Segment Open
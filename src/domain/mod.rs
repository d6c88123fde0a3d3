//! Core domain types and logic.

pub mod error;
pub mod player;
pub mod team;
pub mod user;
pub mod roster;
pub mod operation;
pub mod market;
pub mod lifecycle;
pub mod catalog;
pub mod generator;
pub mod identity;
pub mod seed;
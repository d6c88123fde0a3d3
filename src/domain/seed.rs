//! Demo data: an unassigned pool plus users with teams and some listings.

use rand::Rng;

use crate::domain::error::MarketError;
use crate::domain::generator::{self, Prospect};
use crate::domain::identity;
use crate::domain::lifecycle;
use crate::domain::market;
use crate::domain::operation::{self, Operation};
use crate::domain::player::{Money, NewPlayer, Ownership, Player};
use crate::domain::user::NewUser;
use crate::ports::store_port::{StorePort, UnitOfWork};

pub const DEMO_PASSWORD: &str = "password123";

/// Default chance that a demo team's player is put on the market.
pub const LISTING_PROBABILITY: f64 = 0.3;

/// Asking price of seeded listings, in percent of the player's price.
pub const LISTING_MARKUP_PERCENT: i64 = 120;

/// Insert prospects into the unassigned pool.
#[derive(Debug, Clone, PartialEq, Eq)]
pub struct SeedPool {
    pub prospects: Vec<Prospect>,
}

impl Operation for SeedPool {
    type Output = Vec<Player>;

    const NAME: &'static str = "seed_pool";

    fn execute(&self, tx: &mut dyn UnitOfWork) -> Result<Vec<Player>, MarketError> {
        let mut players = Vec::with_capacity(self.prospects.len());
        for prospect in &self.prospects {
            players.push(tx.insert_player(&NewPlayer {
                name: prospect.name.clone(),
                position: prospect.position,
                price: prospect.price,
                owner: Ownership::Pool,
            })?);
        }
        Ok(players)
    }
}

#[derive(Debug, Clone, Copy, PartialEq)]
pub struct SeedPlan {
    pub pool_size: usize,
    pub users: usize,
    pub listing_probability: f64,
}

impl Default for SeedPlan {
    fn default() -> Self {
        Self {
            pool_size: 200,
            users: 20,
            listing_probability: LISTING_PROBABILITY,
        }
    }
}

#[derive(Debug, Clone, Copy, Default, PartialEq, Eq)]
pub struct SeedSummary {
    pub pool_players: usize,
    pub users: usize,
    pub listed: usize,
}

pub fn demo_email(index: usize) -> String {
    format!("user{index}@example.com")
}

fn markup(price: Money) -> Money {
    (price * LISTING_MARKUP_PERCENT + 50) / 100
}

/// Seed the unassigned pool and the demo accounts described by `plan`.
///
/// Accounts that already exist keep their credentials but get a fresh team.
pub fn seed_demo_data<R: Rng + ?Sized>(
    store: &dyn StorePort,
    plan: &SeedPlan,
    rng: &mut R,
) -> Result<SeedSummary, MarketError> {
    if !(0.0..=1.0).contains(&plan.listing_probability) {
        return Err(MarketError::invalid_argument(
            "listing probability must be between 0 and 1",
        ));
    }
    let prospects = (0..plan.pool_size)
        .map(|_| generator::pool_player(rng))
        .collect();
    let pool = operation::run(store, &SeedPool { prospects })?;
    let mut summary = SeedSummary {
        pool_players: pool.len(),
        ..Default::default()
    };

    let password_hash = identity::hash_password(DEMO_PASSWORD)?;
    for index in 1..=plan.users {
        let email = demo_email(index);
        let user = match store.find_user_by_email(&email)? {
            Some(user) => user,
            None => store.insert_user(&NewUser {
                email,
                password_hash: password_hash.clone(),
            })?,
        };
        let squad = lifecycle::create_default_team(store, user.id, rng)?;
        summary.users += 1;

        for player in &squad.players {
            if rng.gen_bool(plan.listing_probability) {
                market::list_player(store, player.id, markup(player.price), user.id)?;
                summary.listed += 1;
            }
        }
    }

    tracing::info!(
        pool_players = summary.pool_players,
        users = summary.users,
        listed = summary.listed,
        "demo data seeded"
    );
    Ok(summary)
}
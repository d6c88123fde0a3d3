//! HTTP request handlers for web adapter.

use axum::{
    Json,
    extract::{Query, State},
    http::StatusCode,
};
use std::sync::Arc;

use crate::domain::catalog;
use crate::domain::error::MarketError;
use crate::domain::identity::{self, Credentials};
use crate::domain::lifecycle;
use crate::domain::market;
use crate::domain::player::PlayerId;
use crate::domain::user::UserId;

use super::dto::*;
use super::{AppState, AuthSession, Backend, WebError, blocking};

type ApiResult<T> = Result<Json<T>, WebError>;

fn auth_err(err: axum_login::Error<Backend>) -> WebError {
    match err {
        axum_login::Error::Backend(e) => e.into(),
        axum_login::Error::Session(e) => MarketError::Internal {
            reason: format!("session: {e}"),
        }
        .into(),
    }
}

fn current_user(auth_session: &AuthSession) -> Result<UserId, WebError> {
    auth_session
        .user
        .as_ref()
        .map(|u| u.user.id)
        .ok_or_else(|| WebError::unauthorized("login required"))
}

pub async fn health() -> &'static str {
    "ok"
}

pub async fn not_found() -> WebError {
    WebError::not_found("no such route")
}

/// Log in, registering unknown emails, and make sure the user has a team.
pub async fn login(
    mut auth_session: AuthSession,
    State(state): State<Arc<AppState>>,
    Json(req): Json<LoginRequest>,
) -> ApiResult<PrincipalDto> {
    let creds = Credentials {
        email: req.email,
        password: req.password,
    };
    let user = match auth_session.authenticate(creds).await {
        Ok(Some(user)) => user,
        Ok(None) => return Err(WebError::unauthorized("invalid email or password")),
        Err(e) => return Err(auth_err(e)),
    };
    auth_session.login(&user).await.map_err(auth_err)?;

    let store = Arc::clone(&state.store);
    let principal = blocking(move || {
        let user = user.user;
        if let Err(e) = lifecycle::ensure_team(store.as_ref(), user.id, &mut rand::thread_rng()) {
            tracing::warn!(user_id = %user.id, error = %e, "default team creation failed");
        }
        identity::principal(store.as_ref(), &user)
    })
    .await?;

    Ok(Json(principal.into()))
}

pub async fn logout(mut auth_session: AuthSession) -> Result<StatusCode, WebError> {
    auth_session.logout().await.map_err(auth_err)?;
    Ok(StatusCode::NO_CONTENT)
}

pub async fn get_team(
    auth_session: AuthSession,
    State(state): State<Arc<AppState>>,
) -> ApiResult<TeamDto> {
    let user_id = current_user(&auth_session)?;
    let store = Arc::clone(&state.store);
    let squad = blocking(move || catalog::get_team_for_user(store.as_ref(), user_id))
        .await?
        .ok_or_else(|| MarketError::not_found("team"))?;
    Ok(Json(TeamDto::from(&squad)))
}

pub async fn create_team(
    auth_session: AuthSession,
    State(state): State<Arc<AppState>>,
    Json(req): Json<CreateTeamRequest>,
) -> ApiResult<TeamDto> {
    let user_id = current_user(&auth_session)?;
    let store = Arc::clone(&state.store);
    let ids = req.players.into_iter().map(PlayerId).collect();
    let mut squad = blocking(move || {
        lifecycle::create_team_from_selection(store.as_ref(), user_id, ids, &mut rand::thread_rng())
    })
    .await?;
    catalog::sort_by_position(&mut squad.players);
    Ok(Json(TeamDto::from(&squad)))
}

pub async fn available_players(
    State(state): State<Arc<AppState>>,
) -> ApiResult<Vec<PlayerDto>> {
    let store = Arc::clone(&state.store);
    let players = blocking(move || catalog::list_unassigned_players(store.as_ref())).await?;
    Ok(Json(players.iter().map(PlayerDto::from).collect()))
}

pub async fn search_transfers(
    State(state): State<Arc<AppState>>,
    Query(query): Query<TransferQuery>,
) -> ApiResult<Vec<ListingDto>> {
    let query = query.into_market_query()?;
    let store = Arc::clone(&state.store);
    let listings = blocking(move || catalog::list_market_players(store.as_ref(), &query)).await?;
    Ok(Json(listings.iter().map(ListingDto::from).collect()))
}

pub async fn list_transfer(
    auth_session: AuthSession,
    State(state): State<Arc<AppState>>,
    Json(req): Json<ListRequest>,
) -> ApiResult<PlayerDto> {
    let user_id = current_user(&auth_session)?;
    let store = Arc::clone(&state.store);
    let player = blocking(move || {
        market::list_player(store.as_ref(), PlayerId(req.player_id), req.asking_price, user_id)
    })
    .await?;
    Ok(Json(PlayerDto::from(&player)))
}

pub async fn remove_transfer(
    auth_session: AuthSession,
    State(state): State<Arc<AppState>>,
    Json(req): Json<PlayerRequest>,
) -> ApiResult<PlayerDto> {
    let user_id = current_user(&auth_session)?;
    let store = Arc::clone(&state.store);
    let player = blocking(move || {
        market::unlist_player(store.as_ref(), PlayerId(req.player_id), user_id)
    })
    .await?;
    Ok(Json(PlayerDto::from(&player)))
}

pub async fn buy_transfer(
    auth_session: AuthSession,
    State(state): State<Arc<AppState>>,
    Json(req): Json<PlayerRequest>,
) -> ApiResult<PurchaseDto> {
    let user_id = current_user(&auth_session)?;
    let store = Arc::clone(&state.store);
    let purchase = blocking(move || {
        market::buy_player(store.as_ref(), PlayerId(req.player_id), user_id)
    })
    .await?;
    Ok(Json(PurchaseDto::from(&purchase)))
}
Segment Closed
▸ Exercise goal
Of the lines above, extract only those from the line with "for index in" to the line with "use super::dto::*;", both included, exactly as written.

▸ The answer
    for index in 1..=plan.users {
        let email = demo_email(index);
        let user = match store.find_user_by_email(&email)? {
            Some(user) => user,
            None => store.insert_user(&NewUser {
                email,
                password_hash: password_hash.clone(),
            })?,
        };
        let squad = lifecycle::create_default_team(store, user.id, rng)?;
        summary.users += 1;

        for player in &squad.players {
            if rng.gen_bool(plan.listing_probability) {
                market::list_player(store, player.id, markup(player.price), user.id)?;
                summary.listed += 1;
            }
        }
    }

    tracing::info!(
        pool_players = summary.pool_players,
        users = summary.users,
        listed = summary.listed,
        "demo data seeded"
    );
    Ok(summary)
}
repository d6c88123fde0a3d3
//! HTTP request handlers for web adapter.

use axum::{
    Json,
    extract::{Query, State},
    http::StatusCode,
};
use std::sync::Arc;

use crate::domain::catalog;
use crate::domain::error::MarketError;
use crate::domain::identity::{self, Credentials};
use crate::domain::lifecycle;
use crate::domain::market;
use crate::domain::player::PlayerId;
use crate::domain::user::UserId;

use super::dto::*;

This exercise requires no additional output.